** DATA FOR THIS TASK follows **

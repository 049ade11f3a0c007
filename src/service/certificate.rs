//! Idempotent certificate issuance for the top of the final leaderboard.

use std::collections::{HashMap, HashSet};
use std::sync::Arc;

use chrono::{Datelike, Months};
use tokio::sync::RwLock;

use super::{EngineContext, RankingEngine};
use crate::domain::{Certificate, CertificateId, DomainEvent, EventId, EventStatus, Outbox, UserId};
use crate::error::GatewayError;

/// Highest rank that earns a certificate.
pub const MAX_CERTIFICATE_RANK: u8 = 3;

#[derive(Debug, Default)]
struct CertificateBook {
    by_rank: HashMap<(EventId, u8), Certificate>,
    numbers: HashSet<String>,
}

/// Issues certificates for events that have completed.
#[derive(Debug, Clone)]
pub struct CertificateIssuer {
    ctx: EngineContext,
    rankings: RankingEngine,
    book: Arc<RwLock<CertificateBook>>,
}

impl CertificateIssuer {
    /// Creates an issuer backed by `rankings` for final leaderboards.
    #[must_use]
    pub fn new(ctx: EngineContext, rankings: RankingEngine) -> Self {
        Self {
            ctx,
            rankings,
            book: Arc::new(RwLock::new(CertificateBook::default())),
        }
    }

    /// Issues certificates for ranks `1..=min(n, recipients)` and returns the
    /// ones created by this call. Ranks that already hold a certificate are
    /// skipped, so repeating the call issues nothing.
    ///
    /// # Errors
    ///
    /// - [`GatewayError::Validation`] if `n` is not in `1..=3`.
    /// - [`GatewayError::StateConflict`] unless the event is completed and
    ///   had at least one participant.
    pub async fn issue_top_n(
        &self,
        event_id: EventId,
        n: usize,
    ) -> Result<Vec<Certificate>, GatewayError> {
        if n == 0 || n > usize::from(MAX_CERTIFICATE_RANK) {
            return Err(GatewayError::invalid(
                "n",
                format!("must be between 1 and {MAX_CERTIFICATE_RANK}"),
            ));
        }
        let entry_lock = self.ctx.registry.get(event_id).await?;
        let (end_date, participants) = {
            let entry = entry_lock.read().await;
            if entry.event.status != EventStatus::Completed {
                return Err(GatewayError::StateConflict(
                    "certificates are issued only for completed events".to_string(),
                ));
            }
            (entry.event.end_date, entry.participant_count())
        };
        if participants == 0 {
            return Err(GatewayError::StateConflict(
                "event finished without participants".to_string(),
            ));
        }
        let expires_at = end_date
            .checked_add_months(Months::new(12))
            .ok_or_else(|| GatewayError::Internal(format!("no expiry date after {end_date}")))?;

        let ranking = self.rankings.finalize(event_id).await?;
        let now = self.ctx.clock.now();
        let mut outbox = Outbox::new();
        let mut issued = Vec::new();

        let mut book = self.book.write().await;
        for (row, rank) in ranking.rankings.iter().zip(1..=MAX_CERTIFICATE_RANK).take(n) {
            if book.by_rank.contains_key(&(event_id, rank)) {
                continue;
            }
            let certificate_number = unique_number(&book.numbers, event_id, end_date.year(), rank);
            let certificate = Certificate {
                id: CertificateId::new(),
                user_id: row.user_id,
                event_id,
                rank,
                total_amount: row.total_amount,
                certificate_number: certificate_number.clone(),
                issued_at: now,
                expires_at,
            };
            book.numbers.insert(certificate_number);
            book.by_rank.insert((event_id, rank), certificate.clone());
            outbox.stage(DomainEvent::CertificateIssued {
                event_id,
                certificate_id: certificate.id,
                user_id: certificate.user_id,
                rank,
                total_amount: certificate.total_amount,
                certificate_number: certificate.certificate_number.clone(),
                expires_at,
                timestamp: now,
            });
            issued.push(certificate);
        }
        drop(book);
        outbox.commit(&self.ctx.event_bus);

        tracing::info!(%event_id, issued = issued.len(), "certificates issued");
        Ok(issued)
    }

    /// Puts a stored certificate back into the book.
    ///
    /// Its number is reserved again, so numbers generated afterwards never
    /// repeat one issued before a restart.
    ///
    /// # Errors
    ///
    /// Returns [`GatewayError::StateConflict`] if the rank is already held
    /// or the number is taken by another certificate.
    pub async fn restore(&self, certificate: Certificate) -> Result<(), GatewayError> {
        let mut book = self.book.write().await;
        let slot = (certificate.event_id, certificate.rank);
        if book.by_rank.contains_key(&slot) {
            return Err(GatewayError::StateConflict(format!(
                "event {} already holds a rank {} certificate",
                certificate.event_id, certificate.rank
            )));
        }
        if !book.numbers.insert(certificate.certificate_number.clone()) {
            return Err(GatewayError::StateConflict(format!(
                "certificate number {} is already taken",
                certificate.certificate_number
            )));
        }
        book.by_rank.insert(slot, certificate);
        Ok(())
    }

    /// Looks up a certificate by id.
    pub async fn certificate(&self, id: CertificateId) -> Option<Certificate> {
        self.book
            .read()
            .await
            .by_rank
            .values()
            .find(|c| c.id == id)
            .cloned()
    }

    /// Certificates of an event ordered by rank.
    pub async fn certificates_for_event(&self, event_id: EventId) -> Vec<Certificate> {
        let mut certificates: Vec<Certificate> = self
            .book
            .read()
            .await
            .by_rank
            .values()
            .filter(|c| c.event_id == event_id)
            .cloned()
            .collect();
        certificates.sort_by_key(|c| c.rank);
        certificates
    }

    /// Certificates held by a user, newest first.
    pub async fn certificates_for_user(&self, user_id: UserId) -> Vec<Certificate> {
        let mut certificates: Vec<Certificate> = self
            .book
            .read()
            .await
            .by_rank
            .values()
            .filter(|c| c.user_id == user_id)
            .cloned()
            .collect();
        certificates.sort_by(|a, b| b.issued_at.cmp(&a.issued_at));
        certificates
    }
}

/// `RA-<year>-<event prefix>-<rank>`, suffixed when already taken.
fn unique_number(taken: &HashSet<String>, event_id: EventId, year: i32, rank: u8) -> String {
    let simple = event_id.as_uuid().simple().to_string();
    let prefix: String = simple.chars().take(8).collect::<String>().to_uppercase();
    let base = format!("RA-{year}-{prefix}-{rank}");
    if !taken.contains(&base) {
        return base;
    }
    (2u32..)
        .map(|suffix| format!("{base}-{suffix}"))
        .find(|candidate| !taken.contains(candidate))
        .unwrap_or(base)
}

#[cfg(test)]
#[allow(clippy::panic)]
mod tests {
    use super::*;
    use crate::domain::event::tests::date;
    use crate::service::fixtures::harness;

    #[test]
    fn number_is_deterministic_and_suffixed_on_collision() {
        let event_id = EventId::new();
        let mut taken = HashSet::new();
        let first = unique_number(&taken, event_id, 2026, 1);
        assert!(first.starts_with("RA-2026-"));
        assert!(first.ends_with("-1"));
        assert_eq!(first, unique_number(&taken, event_id, 2026, 1));

        taken.insert(first.clone());
        let second = unique_number(&taken, event_id, 2026, 1);
        assert_eq!(second, format!("{first}-2"));
    }

    #[tokio::test]
    async fn issuance_is_idempotent_and_never_pads_ranks() {
        let h = harness();
        let (event_id, users) = h.started(3).await;
        let [giver, a, b] = users.as_slice() else {
            panic!("three users");
        };
        let target_a = h.check_in_today(event_id, *a).await;
        let target_b = h.check_in_today(event_id, *b).await;
        assert!(h.give(*giver, &target_a, 2).await.is_ok());
        assert!(h.give(*giver, &target_b, 1).await.is_ok());

        let early = h.engine.certificates.issue_top_n(event_id, 3).await;
        let Err(GatewayError::StateConflict(_)) = early else {
            panic!("expected state conflict, got {early:?}");
        };

        let Ok(report) = h.engine.lifecycle.complete(event_id, &h.leader).await else {
            panic!("complete");
        };
        let issued: Vec<(UserId, u8, u64)> = report
            .certificates
            .iter()
            .map(|c| (c.user_id, c.rank, c.total_amount))
            .collect();
        assert_eq!(issued, vec![(*a, 1, 2), (*b, 2, 1)]);
        assert!(report.certificates.iter().all(|c| c.expires_at == date(2027, 3, 8)));

        let Ok(repeat) = h.engine.certificates.issue_top_n(event_id, 3).await else {
            panic!("repeat issuance");
        };
        assert!(repeat.is_empty());
        assert_eq!(h.engine.certificates.certificates_for_event(event_id).await, report.certificates);
        assert_eq!(h.engine.certificates.certificates_for_user(*a).await.len(), 1);
        assert!(h.engine.certificates.certificates_for_user(*giver).await.is_empty());

        let numbers: HashSet<&str> = report
            .certificates
            .iter()
            .map(|c| c.certificate_number.as_str())
            .collect();
        assert_eq!(numbers.len(), 2);
    }

    #[tokio::test]
    async fn restored_numbers_are_never_reissued() {
        let h = harness();
        let (event_id, users) = h.started(2).await;
        let [giver, a] = users.as_slice() else {
            panic!("two users");
        };
        let target = h.check_in_today(event_id, *a).await;
        assert!(h.give(*giver, &target, 1).await.is_ok());

        let taken = unique_number(&HashSet::new(), event_id, 2026, 1);
        let earlier = Certificate {
            id: CertificateId::new(),
            user_id: UserId::new(),
            event_id: EventId::new(),
            rank: 1,
            total_amount: 9,
            certificate_number: taken.clone(),
            issued_at: chrono::Utc::now(),
            expires_at: date(2027, 1, 1),
        };
        assert!(h.engine.certificates.restore(earlier.clone()).await.is_ok());
        let again = h.engine.certificates.restore(earlier.clone()).await;
        let Err(GatewayError::StateConflict(_)) = again else {
            panic!("expected state conflict, got {again:?}");
        };
        assert_eq!(h.engine.certificates.certificate(earlier.id).await, Some(earlier));

        let Ok(report) = h.engine.lifecycle.complete(event_id, &h.leader).await else {
            panic!("complete");
        };
        let Some(first) = report.certificates.first() else {
            panic!("rank 1 certificate issued");
        };
        assert_eq!(first.certificate_number, format!("{taken}-2"));
    }

    #[tokio::test]
    async fn top_n_is_bounded() {
        let h = harness();
        let (event_id, _) = h.started(2).await;
        for n in [0, 4] {
            let result = h.engine.certificates.issue_top_n(event_id, n).await;
            let Err(GatewayError::Validation(_)) = result else {
                panic!("expected validation error for n={n}, got {result:?}");
            };
        }
    }
}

** End of DATA FOR THIS TASK **

DIRECTIONS FOR THIS TASK: Within the records, how many lines include "early"? The answer is the number and nothing else.

EXERCISE ANSWER: 3